Lines from the beginning of the data through the line containing "pub fn schema(mut" are to be copied exactly, with no other line included.

Saved data entries
=-=-=

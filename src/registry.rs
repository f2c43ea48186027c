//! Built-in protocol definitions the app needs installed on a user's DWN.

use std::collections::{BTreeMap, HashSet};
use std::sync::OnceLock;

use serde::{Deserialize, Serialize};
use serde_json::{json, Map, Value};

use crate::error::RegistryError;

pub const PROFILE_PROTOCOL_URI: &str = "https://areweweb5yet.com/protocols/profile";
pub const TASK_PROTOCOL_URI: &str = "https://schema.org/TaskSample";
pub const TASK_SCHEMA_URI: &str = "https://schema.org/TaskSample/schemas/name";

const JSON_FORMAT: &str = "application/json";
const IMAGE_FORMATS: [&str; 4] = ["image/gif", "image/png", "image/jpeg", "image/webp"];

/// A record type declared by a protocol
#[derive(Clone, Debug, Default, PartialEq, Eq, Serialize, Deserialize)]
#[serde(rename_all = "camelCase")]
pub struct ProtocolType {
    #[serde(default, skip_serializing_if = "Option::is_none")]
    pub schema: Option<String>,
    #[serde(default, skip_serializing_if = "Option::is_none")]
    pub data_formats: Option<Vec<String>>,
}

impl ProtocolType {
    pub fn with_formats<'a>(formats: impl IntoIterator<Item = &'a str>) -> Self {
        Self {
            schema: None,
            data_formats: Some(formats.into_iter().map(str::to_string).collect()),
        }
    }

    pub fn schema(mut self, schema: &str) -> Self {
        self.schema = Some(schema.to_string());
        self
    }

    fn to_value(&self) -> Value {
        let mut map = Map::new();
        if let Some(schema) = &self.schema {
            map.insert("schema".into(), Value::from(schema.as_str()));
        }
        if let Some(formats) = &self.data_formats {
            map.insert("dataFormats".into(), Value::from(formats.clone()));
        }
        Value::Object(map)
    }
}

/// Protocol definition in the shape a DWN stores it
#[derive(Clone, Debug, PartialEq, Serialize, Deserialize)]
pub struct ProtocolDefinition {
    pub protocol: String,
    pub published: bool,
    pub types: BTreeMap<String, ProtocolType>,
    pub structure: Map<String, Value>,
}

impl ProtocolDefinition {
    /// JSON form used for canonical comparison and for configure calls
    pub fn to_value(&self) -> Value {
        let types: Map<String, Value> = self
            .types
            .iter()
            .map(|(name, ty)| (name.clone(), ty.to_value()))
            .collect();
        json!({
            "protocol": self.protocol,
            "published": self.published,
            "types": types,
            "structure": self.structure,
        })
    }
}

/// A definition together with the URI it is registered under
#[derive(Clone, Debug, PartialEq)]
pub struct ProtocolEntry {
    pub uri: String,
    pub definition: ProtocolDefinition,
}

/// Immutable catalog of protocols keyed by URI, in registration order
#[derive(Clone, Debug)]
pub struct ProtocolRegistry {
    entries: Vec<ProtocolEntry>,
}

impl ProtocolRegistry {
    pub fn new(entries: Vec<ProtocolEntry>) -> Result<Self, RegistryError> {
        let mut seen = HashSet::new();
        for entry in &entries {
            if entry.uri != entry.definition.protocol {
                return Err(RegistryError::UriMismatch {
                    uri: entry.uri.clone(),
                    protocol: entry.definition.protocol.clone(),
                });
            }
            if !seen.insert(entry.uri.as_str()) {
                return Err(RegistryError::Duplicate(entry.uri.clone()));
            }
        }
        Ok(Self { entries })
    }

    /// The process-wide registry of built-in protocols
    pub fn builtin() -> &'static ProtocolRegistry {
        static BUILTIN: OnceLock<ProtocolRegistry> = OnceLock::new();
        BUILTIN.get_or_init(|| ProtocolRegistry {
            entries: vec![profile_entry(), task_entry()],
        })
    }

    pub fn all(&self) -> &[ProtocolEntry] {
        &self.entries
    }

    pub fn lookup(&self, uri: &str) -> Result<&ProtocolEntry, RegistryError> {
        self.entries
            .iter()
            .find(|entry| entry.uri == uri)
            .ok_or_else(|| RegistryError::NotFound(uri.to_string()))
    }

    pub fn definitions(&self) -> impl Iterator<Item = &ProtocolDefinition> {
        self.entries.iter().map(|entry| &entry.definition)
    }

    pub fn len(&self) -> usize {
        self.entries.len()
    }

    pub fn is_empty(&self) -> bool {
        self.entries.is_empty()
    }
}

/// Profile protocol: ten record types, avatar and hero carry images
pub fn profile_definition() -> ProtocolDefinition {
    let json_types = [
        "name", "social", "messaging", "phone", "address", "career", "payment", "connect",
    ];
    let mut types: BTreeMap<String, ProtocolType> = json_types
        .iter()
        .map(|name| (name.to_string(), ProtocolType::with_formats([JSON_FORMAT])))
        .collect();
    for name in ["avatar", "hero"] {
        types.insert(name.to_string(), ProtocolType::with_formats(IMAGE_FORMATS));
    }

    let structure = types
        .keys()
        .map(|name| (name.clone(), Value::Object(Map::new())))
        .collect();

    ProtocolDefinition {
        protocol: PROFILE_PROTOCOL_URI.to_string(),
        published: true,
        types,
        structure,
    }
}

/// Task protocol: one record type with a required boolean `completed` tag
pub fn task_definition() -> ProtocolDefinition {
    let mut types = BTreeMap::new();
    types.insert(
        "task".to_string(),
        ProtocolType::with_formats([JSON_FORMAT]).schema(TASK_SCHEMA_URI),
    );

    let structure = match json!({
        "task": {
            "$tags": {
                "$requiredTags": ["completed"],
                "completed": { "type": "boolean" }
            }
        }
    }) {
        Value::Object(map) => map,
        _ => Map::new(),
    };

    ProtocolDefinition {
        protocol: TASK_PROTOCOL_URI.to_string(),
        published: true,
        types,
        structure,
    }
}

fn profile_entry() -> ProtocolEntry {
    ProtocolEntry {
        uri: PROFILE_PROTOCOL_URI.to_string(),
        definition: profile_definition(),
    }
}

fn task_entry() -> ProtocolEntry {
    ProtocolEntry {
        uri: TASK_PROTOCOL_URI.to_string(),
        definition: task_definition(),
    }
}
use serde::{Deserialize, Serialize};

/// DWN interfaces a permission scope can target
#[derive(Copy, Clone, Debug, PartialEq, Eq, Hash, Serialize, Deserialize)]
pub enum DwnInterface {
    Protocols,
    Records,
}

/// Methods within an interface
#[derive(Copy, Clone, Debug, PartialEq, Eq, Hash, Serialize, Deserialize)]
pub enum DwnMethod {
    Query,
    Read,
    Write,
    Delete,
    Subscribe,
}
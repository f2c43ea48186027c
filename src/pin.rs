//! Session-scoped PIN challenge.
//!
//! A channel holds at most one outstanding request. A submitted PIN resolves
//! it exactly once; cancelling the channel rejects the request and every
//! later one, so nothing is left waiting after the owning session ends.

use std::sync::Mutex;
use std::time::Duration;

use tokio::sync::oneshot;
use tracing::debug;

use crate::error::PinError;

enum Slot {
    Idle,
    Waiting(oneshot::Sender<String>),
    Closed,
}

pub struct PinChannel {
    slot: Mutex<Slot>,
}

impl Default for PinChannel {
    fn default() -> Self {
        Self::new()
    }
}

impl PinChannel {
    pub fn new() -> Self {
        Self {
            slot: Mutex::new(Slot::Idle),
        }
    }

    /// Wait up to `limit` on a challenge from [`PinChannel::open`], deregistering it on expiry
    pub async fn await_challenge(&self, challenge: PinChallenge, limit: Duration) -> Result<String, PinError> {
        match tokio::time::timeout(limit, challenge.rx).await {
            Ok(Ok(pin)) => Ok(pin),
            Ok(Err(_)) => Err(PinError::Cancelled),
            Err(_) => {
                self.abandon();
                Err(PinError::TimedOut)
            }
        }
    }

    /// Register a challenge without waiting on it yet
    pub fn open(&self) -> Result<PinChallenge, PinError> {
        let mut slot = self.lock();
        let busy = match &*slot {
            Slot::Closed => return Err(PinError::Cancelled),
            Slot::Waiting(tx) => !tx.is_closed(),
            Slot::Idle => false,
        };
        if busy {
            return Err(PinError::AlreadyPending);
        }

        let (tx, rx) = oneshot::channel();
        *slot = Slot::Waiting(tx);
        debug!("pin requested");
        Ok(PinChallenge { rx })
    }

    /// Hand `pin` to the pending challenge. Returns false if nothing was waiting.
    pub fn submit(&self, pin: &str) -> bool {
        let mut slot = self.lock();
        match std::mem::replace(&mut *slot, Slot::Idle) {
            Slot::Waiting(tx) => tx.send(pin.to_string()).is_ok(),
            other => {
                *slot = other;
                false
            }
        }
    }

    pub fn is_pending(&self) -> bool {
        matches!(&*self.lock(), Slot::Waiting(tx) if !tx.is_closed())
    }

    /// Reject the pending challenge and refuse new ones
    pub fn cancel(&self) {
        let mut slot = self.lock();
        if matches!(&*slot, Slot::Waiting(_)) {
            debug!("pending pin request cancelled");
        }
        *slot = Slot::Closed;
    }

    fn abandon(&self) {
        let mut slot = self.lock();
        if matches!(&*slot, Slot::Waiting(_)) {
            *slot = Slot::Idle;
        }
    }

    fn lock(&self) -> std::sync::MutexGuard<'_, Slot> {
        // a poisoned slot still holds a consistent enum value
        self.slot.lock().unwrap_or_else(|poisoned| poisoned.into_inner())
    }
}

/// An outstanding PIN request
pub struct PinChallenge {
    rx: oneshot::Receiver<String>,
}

=-=-=

Task response:
filename src/registry.rs
repository f2c43ea48186027c
//! Built-in protocol definitions the app needs installed on a user's DWN.

use std::collections::{BTreeMap, HashSet};
use std::sync::OnceLock;

use serde::{Deserialize, Serialize};
use serde_json::{json, Map, Value};

use crate::error::RegistryError;

pub const PROFILE_PROTOCOL_URI: &str = "https://areweweb5yet.com/protocols/profile";
pub const TASK_PROTOCOL_URI: &str = "https://schema.org/TaskSample";
pub const TASK_SCHEMA_URI: &str = "https://schema.org/TaskSample/schemas/name";

const JSON_FORMAT: &str = "application/json";
const IMAGE_FORMATS: [&str; 4] = ["image/gif", "image/png", "image/jpeg", "image/webp"];

/// A record type declared by a protocol
#[derive(Clone, Debug, Default, PartialEq, Eq, Serialize, Deserialize)]
#[serde(rename_all = "camelCase")]
pub struct ProtocolType {
    #[serde(default, skip_serializing_if = "Option::is_none")]
    pub schema: Option<String>,
    #[serde(default, skip_serializing_if = "Option::is_none")]
    pub data_formats: Option<Vec<String>>,
}

impl ProtocolType {
    pub fn with_formats<'a>(formats: impl IntoIterator<Item = &'a str>) -> Self {
        Self {
            schema: None,
            data_formats: Some(formats.into_iter().map(str::to_string).collect()),
        }
    }

    pub fn schema(mut self, schema: &str) -> Self {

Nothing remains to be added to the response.